Work item
Which of the lines below mention the word "header"? Pull each one out.

Collected data entries:
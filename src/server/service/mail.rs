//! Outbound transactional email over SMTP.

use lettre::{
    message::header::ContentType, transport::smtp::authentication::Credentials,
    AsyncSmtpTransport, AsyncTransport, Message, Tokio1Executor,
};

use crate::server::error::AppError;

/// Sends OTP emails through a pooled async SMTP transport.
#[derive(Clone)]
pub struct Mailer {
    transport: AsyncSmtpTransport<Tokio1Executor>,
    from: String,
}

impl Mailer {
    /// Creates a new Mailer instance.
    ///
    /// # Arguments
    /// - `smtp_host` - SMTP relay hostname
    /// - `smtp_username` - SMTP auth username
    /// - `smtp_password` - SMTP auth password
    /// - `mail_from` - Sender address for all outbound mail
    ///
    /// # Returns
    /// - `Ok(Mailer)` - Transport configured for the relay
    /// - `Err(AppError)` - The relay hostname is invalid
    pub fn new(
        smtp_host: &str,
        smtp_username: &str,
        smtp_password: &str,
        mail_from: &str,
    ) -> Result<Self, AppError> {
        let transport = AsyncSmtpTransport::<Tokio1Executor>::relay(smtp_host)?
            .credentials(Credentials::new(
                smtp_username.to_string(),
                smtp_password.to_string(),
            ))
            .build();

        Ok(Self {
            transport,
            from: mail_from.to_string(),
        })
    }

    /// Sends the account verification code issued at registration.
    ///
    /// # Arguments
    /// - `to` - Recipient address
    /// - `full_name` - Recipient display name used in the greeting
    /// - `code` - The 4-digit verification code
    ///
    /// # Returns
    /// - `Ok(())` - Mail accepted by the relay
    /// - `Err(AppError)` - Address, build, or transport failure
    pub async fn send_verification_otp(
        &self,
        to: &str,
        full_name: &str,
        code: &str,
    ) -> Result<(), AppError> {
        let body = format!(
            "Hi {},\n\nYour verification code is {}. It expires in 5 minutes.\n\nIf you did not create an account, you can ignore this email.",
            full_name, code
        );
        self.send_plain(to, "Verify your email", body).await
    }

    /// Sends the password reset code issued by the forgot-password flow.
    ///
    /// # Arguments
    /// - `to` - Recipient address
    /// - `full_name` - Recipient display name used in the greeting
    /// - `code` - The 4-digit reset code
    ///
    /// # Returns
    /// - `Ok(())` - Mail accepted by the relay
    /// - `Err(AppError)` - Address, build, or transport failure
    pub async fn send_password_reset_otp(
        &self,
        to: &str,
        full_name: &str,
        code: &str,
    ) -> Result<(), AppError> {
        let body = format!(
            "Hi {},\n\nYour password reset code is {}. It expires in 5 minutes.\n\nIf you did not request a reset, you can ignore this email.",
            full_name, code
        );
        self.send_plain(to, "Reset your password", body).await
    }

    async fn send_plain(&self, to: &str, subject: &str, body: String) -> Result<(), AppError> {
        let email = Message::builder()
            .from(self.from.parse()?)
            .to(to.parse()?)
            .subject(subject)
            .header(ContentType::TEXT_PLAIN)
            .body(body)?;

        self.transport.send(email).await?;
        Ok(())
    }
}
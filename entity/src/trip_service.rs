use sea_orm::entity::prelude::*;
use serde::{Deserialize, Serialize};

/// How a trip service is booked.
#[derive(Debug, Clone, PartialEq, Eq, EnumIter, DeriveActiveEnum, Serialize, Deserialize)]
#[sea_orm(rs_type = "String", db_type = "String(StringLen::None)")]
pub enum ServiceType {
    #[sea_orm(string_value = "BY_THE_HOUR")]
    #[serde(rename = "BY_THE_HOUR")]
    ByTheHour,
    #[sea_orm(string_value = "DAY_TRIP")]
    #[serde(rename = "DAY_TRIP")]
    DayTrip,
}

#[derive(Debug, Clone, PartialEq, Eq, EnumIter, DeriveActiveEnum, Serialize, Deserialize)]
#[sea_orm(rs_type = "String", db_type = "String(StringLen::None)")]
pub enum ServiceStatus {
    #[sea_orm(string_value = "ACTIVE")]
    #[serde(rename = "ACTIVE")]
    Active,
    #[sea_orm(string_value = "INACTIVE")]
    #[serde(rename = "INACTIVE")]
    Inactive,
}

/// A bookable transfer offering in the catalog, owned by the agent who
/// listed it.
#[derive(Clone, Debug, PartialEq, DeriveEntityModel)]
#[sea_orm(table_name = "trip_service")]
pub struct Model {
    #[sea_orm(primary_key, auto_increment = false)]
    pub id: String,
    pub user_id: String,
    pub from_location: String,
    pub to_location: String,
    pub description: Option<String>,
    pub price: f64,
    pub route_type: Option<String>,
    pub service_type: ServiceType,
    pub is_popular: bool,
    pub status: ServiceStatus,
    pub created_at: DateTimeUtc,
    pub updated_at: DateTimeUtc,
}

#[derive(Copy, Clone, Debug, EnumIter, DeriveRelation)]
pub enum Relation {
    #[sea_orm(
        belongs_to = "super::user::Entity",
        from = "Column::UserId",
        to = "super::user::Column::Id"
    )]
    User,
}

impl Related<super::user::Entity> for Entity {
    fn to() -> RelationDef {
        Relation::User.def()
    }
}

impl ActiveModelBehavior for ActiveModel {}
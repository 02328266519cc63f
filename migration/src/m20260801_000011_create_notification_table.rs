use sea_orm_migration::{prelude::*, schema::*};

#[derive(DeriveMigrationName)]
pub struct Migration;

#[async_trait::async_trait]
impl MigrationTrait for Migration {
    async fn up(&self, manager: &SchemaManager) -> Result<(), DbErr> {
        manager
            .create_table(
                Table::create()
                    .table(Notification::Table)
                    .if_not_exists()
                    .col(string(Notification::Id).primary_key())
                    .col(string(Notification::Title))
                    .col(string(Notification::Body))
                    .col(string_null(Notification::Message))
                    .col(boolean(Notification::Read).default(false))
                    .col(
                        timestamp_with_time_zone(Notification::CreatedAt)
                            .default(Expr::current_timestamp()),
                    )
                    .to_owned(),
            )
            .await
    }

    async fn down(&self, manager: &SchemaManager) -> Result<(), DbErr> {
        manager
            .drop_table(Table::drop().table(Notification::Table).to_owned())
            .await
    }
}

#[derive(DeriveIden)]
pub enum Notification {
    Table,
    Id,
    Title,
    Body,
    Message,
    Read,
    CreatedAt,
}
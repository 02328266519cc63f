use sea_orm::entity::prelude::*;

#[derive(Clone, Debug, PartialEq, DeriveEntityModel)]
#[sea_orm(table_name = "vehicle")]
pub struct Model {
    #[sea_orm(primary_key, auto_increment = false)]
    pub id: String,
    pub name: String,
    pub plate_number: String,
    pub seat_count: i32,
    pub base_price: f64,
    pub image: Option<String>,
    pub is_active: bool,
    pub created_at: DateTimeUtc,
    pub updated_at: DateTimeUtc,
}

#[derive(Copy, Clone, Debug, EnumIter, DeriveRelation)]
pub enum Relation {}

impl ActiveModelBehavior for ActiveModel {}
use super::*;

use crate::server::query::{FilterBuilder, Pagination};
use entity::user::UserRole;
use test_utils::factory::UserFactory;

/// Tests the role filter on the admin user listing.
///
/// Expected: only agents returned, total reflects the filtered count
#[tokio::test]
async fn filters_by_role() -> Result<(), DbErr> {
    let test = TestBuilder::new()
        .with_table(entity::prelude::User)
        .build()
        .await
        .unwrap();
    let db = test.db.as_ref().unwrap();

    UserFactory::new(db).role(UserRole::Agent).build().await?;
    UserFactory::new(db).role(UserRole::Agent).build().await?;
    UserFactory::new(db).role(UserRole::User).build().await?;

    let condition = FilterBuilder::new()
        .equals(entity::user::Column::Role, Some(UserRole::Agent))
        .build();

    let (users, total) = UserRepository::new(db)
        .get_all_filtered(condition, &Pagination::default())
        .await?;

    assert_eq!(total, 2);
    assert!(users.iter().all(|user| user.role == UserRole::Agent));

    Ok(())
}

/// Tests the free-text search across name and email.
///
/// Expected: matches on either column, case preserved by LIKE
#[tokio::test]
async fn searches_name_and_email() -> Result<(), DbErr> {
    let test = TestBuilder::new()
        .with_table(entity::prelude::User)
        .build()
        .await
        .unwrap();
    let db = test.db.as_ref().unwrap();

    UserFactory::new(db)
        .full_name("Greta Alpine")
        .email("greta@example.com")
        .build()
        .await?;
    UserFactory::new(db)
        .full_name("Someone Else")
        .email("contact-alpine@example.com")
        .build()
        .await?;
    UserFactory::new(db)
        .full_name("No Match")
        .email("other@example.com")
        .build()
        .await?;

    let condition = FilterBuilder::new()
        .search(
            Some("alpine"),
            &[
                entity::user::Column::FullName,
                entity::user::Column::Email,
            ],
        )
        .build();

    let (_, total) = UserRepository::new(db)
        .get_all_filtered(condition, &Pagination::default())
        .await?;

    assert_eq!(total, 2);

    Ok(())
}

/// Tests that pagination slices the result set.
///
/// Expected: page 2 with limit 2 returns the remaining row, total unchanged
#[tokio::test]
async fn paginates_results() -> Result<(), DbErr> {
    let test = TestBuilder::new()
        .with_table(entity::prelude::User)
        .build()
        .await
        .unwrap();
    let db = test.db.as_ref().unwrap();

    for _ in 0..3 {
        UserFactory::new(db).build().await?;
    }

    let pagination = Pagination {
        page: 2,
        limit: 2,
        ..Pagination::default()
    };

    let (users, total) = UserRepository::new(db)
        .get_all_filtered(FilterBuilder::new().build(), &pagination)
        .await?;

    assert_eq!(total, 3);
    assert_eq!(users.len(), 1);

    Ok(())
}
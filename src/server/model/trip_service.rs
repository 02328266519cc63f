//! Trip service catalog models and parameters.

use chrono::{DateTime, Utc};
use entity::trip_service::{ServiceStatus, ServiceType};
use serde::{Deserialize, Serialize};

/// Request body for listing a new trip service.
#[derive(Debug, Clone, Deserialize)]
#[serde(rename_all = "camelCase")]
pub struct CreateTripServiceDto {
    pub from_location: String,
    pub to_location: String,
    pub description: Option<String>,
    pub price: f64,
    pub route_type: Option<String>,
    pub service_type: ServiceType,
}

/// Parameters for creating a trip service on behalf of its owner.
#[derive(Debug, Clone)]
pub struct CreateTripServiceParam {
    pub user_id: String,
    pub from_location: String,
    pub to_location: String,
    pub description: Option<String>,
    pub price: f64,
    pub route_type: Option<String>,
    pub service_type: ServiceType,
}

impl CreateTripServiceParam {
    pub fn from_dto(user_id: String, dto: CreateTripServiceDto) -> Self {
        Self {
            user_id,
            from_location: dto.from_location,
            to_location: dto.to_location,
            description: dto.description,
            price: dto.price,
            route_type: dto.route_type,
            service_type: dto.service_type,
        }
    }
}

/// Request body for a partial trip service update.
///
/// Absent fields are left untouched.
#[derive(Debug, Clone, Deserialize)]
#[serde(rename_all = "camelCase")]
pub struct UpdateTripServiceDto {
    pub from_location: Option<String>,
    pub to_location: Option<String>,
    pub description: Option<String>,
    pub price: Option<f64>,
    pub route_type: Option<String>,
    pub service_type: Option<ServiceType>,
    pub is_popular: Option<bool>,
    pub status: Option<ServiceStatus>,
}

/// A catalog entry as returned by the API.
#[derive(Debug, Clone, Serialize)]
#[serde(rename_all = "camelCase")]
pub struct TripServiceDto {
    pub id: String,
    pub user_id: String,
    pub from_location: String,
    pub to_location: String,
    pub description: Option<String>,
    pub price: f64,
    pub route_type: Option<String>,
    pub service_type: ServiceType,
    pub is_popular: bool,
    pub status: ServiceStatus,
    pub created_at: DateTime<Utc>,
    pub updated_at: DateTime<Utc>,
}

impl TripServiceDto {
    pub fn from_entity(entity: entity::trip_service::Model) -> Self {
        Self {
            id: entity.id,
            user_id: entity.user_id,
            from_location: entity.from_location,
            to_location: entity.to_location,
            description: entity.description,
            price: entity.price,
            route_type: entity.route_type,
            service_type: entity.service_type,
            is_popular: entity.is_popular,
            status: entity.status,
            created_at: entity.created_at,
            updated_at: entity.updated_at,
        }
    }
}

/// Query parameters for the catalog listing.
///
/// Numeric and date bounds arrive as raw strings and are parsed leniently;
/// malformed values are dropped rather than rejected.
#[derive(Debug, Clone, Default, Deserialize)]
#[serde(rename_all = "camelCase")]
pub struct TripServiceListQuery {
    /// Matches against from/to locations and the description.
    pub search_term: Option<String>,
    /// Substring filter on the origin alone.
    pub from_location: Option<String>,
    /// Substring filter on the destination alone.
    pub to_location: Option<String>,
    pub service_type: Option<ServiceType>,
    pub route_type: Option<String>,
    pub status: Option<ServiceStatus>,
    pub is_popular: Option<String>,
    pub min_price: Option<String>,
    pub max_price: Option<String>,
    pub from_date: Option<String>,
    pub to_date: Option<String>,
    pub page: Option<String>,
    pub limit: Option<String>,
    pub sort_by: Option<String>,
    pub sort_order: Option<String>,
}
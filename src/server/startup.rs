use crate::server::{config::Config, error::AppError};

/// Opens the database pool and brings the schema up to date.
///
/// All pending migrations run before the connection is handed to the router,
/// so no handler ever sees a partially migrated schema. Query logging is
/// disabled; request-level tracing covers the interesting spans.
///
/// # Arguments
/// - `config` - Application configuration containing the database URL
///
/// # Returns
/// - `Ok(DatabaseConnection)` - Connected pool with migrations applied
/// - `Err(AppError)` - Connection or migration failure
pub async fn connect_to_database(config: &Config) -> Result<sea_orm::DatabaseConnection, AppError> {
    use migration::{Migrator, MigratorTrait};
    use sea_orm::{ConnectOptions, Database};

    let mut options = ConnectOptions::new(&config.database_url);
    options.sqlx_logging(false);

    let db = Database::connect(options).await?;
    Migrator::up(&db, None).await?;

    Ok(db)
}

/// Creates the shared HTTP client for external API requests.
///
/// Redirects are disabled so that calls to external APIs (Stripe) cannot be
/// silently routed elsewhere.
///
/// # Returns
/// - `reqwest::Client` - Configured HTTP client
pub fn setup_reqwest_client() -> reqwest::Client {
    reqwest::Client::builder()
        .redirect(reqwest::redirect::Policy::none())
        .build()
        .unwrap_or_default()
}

Result
    message::header::ContentType, transport::smtp::authentication::Credentials,
            .header(ContentType::TEXT_PLAIN)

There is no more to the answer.